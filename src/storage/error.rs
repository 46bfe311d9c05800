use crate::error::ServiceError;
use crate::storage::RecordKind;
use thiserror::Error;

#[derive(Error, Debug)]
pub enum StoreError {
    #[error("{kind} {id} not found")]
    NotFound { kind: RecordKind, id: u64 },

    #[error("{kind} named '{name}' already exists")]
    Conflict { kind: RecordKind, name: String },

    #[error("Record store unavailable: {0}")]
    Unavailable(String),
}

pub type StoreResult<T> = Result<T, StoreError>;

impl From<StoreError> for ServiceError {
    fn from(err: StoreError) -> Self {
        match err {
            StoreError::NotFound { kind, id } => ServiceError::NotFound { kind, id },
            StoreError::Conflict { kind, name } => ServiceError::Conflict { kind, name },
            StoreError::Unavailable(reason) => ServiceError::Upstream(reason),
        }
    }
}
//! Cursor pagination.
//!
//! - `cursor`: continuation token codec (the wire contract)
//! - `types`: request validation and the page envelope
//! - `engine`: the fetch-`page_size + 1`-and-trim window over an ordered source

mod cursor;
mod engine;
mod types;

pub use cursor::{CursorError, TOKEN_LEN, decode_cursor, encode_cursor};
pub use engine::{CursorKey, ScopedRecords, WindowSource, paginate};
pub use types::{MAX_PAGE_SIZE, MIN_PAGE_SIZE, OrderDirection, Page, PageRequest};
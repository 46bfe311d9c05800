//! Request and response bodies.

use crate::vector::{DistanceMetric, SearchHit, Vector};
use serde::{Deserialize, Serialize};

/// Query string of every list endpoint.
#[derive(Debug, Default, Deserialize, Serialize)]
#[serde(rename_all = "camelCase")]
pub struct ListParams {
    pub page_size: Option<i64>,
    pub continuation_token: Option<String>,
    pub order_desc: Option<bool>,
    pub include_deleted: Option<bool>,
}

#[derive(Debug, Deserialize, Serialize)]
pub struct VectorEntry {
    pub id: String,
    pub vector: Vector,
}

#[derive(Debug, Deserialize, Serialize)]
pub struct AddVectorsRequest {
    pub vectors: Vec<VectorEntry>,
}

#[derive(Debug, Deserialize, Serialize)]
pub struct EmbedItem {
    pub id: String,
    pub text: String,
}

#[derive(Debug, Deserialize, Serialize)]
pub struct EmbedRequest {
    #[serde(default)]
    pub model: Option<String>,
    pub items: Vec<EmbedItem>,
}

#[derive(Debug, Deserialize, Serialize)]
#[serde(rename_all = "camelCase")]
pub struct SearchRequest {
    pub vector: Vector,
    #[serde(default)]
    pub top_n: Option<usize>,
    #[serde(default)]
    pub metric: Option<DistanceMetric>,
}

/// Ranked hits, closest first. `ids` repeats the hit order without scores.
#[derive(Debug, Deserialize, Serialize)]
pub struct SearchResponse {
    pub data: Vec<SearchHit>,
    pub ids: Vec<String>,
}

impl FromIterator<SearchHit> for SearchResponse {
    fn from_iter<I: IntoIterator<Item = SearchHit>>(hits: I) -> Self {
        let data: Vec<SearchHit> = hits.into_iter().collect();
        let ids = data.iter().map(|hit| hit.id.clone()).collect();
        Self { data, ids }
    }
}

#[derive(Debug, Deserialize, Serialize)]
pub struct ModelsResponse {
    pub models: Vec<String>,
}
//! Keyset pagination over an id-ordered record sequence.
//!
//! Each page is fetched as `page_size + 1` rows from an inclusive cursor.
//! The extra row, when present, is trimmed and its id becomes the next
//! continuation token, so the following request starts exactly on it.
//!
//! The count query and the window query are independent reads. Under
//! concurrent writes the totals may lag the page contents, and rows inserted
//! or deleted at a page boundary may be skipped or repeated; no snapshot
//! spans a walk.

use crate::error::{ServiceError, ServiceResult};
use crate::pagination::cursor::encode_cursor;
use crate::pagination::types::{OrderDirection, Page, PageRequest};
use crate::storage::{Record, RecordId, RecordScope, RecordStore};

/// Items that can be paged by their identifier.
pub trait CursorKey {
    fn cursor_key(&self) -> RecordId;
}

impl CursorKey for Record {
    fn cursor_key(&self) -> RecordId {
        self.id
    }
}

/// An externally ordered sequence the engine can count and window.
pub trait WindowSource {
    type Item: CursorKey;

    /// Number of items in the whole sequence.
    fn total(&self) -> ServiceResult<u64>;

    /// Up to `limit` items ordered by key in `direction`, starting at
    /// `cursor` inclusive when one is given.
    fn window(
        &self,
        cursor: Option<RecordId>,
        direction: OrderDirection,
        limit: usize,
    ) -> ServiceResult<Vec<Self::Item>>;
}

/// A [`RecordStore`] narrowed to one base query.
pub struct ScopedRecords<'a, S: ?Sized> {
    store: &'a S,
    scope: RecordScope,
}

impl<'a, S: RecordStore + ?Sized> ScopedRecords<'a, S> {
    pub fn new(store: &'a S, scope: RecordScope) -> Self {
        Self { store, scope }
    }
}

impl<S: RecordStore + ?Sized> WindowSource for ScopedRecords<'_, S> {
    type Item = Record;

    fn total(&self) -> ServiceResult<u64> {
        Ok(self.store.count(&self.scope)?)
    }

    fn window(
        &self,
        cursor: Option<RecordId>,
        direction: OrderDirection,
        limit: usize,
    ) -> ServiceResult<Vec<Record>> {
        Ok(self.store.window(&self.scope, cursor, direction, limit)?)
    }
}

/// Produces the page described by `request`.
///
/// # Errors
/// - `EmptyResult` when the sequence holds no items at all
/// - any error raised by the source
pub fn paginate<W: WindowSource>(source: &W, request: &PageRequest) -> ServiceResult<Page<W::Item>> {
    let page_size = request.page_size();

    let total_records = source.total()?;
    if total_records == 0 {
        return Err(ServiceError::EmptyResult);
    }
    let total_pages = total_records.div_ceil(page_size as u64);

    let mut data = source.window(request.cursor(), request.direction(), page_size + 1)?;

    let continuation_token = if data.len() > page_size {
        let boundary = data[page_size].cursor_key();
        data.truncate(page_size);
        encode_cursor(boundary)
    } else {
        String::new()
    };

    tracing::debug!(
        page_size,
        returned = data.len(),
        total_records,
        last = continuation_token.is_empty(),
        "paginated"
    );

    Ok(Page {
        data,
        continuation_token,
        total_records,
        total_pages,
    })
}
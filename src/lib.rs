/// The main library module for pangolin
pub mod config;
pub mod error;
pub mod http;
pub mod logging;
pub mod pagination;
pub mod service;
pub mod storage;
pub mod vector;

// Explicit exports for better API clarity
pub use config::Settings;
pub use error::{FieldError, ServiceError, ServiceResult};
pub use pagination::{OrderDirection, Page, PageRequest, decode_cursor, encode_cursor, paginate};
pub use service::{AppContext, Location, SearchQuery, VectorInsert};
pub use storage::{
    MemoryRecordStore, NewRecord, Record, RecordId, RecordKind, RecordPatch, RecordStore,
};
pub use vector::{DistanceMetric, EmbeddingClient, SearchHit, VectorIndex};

▶ _WORK ITEM_
Considering only the material above, set down every line from the one with "request: &PageRequest) ->" to the one with "let total_pages = total_records.div_ceil(page_size", inclusive, exactly as written.

▶ _EXERCISE RESULT_
pub fn paginate<W: WindowSource>(source: &W, request: &PageRequest) -> ServiceResult<Page<W::Item>> {
    let page_size = request.page_size();

    let total_records = source.total()?;
    if total_records == 0 {
        return Err(ServiceError::EmptyResult);
    }
    let total_pages = total_records.div_ceil(page_size as u64);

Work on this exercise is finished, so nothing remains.